Bereits 2015 überquerte der australische Singer-Songwriter JAMES CHATBURN den Ozean, um das Leben als Musiker in Berlin zu erkunden. Während dieser Zeit veröffentlichte JAMES zwar nur wenige Stücke, gab seinen ZuhörerInnen aber so bereits einen Einblick in seine Zukunftspläne, während er in seinem kleinen Zimmer in einem alten, heruntergekommenen Bürogebäude aus der DDR-Zeit weiter an seiner Musik schrieb.

In seiner Zeit in Europa hat JAMES unter anderem The Internet auf ihrer Deutschlandtour begleitet, durfte Teil des Redbull Music Academy’s Bass Camps 2017 sein, arbeitete mit dem Grammy-Nominierten Jordan Rakei zusammen und wurde auf der mit Gold ausgezeichneten Single „Higher“ der australischen Hip-Hop Legenden Hilltop Hoods gefeatured.

Mit der aktuellen zweiten EP „Damen“ greift er Elemente aus Soul, Blues, Rock und elektronischer Musik auf. „In the Wild“ führt die EP als unkonventionelle, neo-soulige und letzte Singleauskopplung mit einem rohen, analogen Sound, langsamem Hip-Hop, inspirierten Grooves und klassischen Motiven an.
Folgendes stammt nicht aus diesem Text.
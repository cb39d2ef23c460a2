//! Change capture
//!
//! Converts schema-changing and row-deleting operations into durable,
//! ordered, replayable records:
//!
//! - `QueueWriter` - appends queued commands and drop batches
//! - `TruncateCoalescer` / `on_truncate` / `finish_truncate` - merges
//!   per-relation truncate firings into one queued command
//! - `replicate_ddl_command` - queue-then-execute wrapper for DDL
//! - truncate-trigger installation and its creation hook
//!
//! Every entry point honors the recursion-suppression contract: no
//! capture proceeds while the session replays a wrapped local statement
//! or a remote change.

mod errors;
mod queue;
mod record;
mod triggers;
mod truncate;
mod wrap;

pub use errors::{CaptureError, CaptureResult};
pub use queue::QueueWriter;
pub use record::{DroppedObject, QueuedCommand, QueuedDropBatch, TAG_SQL, TAG_TRUNCATE};
pub use triggers::{
    install_truncate_trigger, on_table_created, TRUNCATE_CAPTURE_ROUTINE, TRUNCATE_TRIGGER_NAME,
};
pub use truncate::{finish_truncate, on_truncate, TruncateCoalescer};
pub use wrap::replicate_ddl_command;
//! duplexdb - local admission control and change capture for
//! multi-master replication
//!
//! The per-node core of a multi-master replication engine embedded in a
//! relational database. It decides whether each local write is legal
//! for this node's role and the target tables' replication identity,
//! and turns schema changes, drops, and truncations into durable,
//! ordered, replayable records for peers to apply.
//!
//! Layering, leaves first: scan-key builder -> conflict-safe tuple
//! locator -> queue writer / truncate coalescer -> admission gate.
//! Everything the core needs from the surrounding engine is behind the
//! traits in [`engine`]; [`engine::MemoryEngine`] is the in-process
//! reference implementation.

pub mod admission;
pub mod capture;
pub mod catalog;
pub mod config;
pub mod engine;
pub mod locator;
pub mod observability;
pub mod session;
pub mod topology;
pub mod txn;
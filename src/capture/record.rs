//! Captured change records
//!
//! The two persisted record shapes of the capture layer. Both are
//! append-only: created once, never mutated, consumed downstream in
//! log-position order and eventually reclaimed by the (out-of-scope)
//! retention process.

use chrono::{DateTime, Utc};
use serde::{Deserialize, Serialize};

use crate::engine::LogPosition;

/// Tag for commands captured through the wrapped-DDL path.
pub const TAG_SQL: &str = "SQL";

/// Tag synthesized for coalesced truncate batches.
pub const TAG_TRUNCATE: &str = "TRUNCATE (automatic)";

/// One replayable command.
///
/// `command_text` is always schema-qualified: the search path is forced
/// empty before capture, so replay is unambiguous regardless of the
/// remote session's state.
#[derive(Debug, Clone, PartialEq, Eq, Serialize, Deserialize)]
pub struct QueuedCommand {
    /// Ordering key, monotonic with the write-ahead log
    pub position: LogPosition,
    /// When the command was queued
    pub queued_at: DateTime<Utc>,
    /// Identity of the session that produced the command
    pub actor: String,
    /// Short operation classifier, e.g. "SQL" or "TRUNCATE (automatic)"
    pub command_tag: String,
    /// Fully-qualified, replayable statement text
    pub command_text: String,
}

/// One object of a drop batch: (schema, identity, type).
#[derive(Debug, Clone, PartialEq, Eq, Serialize, Deserialize)]
pub struct DroppedObject {
    /// Schema of the dropped object, when it had one
    pub schema: Option<String>,
    /// Dotted identity path of the object
    pub identity: String,
    /// Object class, e.g. "table"
    pub object_type: String,
}

/// All objects dropped by one statement.
///
/// Drops are batched, unlike DDL capture which emits one row per
/// object: a single statement can drop many unrelated objects
/// atomically, and replay must preserve that atomicity.
#[derive(Debug, Clone, PartialEq, Eq, Serialize, Deserialize)]
pub struct QueuedDropBatch {
    /// Ordering key, monotonic with the write-ahead log
    pub position: LogPosition,
    /// When the batch was queued
    pub queued_at: DateTime<Utc>,
    /// Dropped objects, in the order the host engine reported them
    pub dropped_objects: Vec<DroppedObject>,
}
//! Unique-index scan key construction
//!
//! A scan key pairs each column of a unique index with the equality
//! operator of that column's comparison family and the candidate row's
//! value for it. Keys are built fresh per lookup and discarded after
//! use.
//!
//! NULL semantics: a key with any NULL column can never match a row.
//! The builder still returns such keys, flagged, so the caller can
//! special-case them; it must not treat them as matchable.

use crate::engine::{EqOperator, IndexMeta, RelationMeta, TupleData};
use serde_json::Value;

use super::errors::{LocatorError, LocatorResult};

/// One equality condition of a scan key.
#[derive(Debug, Clone)]
pub struct KeyCondition {
    /// Position of the compared column within the relation (not the
    /// index).
    pub table_column: usize,
    /// Equality operator from the column's comparison family
    pub op: EqOperator,
    /// Candidate value; None is SQL NULL
    pub value: Option<Value>,
}

impl KeyCondition {
    /// Whether this condition's candidate value is NULL.
    pub fn is_null(&self) -> bool {
        self.value.is_none()
    }
}

/// A per-call scan key over one unique index.
#[derive(Debug, Clone)]
pub struct IndexScanKey {
    index_name: String,
    conditions: Vec<KeyCondition>,
    has_nulls: bool,
}

impl IndexScanKey {
    /// Name of the index this key probes.
    pub fn index_name(&self) -> &str {
        &self.index_name
    }

    /// The per-column equality conditions, in index-column order.
    pub fn conditions(&self) -> &[KeyCondition] {
        &self.conditions
    }

    /// Whether any key column is NULL. Such a key can never match.
    pub fn has_nulls(&self) -> bool {
        self.has_nulls
    }

    /// Candidate values in index-column order, for index-side lookup.
    pub fn indexed_values(&self) -> Vec<Option<&Value>> {
        self.conditions.iter().map(|c| c.value.as_ref()).collect()
    }

    /// Evaluates the key against a materialized row. NULL on either
    /// side never matches.
    pub fn matches(&self, row: &TupleData) -> bool {
        self.conditions.iter().all(|cond| {
            match (&cond.value, row.get(cond.table_column)) {
                (Some(key_value), Some(row_value)) => (cond.op)(key_value, row_value),
                _ => false,
            }
        })
    }
}

/// Builds a scan key for `index` on `rel` from a candidate row shaped
/// like `rel` (not like the index).
///
/// Fails when the index is an expression index or when any indexed
/// column's type has no equality operator in its comparison family.
pub fn build_index_scan_key(
    rel: &RelationMeta,
    index: &IndexMeta,
    tuple: &TupleData,
) -> LocatorResult<IndexScanKey> {
    if index.expression {
        return Err(LocatorError::ExpressionIndex {
            index: index.name.clone(),
        });
    }

    let mut conditions = Vec::with_capacity(index.columns.len());
    let mut has_nulls = false;
    for &position in &index.columns {
        let column = rel
            .columns
            .get(position)
            .ok_or_else(|| LocatorError::BadIndexColumn {
                relation: rel.qualified_name(),
                index: index.name.clone(),
                position,
            })?;
        let op = column.column_type.equality_operator().ok_or_else(|| {
            LocatorError::NoEqualityOperator {
                relation: rel.qualified_name(),
                column: column.name.clone(),
            }
        })?;
        let value = tuple.values.get(position).cloned().flatten();
        if value.is_none() {
            has_nulls = true;
        }
        conditions.push(KeyCondition {
            table_column: position,
            op,
            value,
        });
    }

    Ok(IndexScanKey {
        index_name: index.name.clone(),
        conditions,
        has_nulls,
    })
}

/// Builds scan keys for every unique, non-expression index of `rel`
/// that the candidate row fills without NULLs. Indexes whose key would
/// contain a NULL are omitted: they can never identify a row.
pub fn build_index_scan_keys(
    rel: &RelationMeta,
    tuple: &TupleData,
) -> LocatorResult<Vec<IndexScanKey>> {
    let mut keys = Vec::new();
    for index in rel.key_indexes() {
        let key = build_index_scan_key(rel, index, tuple)?;
        if !key.has_nulls() {
            keys.push(key);
        }
    }
    Ok(keys)
}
Die Gegenstimme, abgeleitet aus dem Orchesterstück „In the Hall Of The Mountain King”, begegnet einem als Riff im Dr.Dre Style, gemixt mit verzerrten Gitarren, Bläsern und typischen 60er Jahre Delays. Nach vielen Jahren des Songwritings mit nichts anderem als einem Stift und einer Gitarre, hat sich JAMES CHATBURN mit dem Release von „Damen“ im November 2017 auch erfolgreich in die Welt als Produzent manövriert. Die Lyrics fließen mit einer rhythmischen Betonung dahin und widmen sich den Themen der Befangenheit und Körperbewegung.

Die EP, die teilweise im Redbull Studio Berlin aufgenommen wurde, verbindet Performance und Arrangement im Bandstil mit elektronischen Beats als auch Synths und formt so einen rhythmisch souligen Stil mit einer schlichten Indie-Sensibilität. Oft verglichen mit Sängern wie John Legend und James Blake, rühmt JAMES CHATBURN sich nicht nur mit übersteuerten Blues-Gitarrenstylings, sondern nutzt auch Synthesizer sowie Effekte und zeigt Feingefühl und Fingerfertigkeit, wie es in diesem Genre mit Kollegen wie Jordan Rakei, Gabriel Garzon Montano und Nick Hakim vergleichbar ist.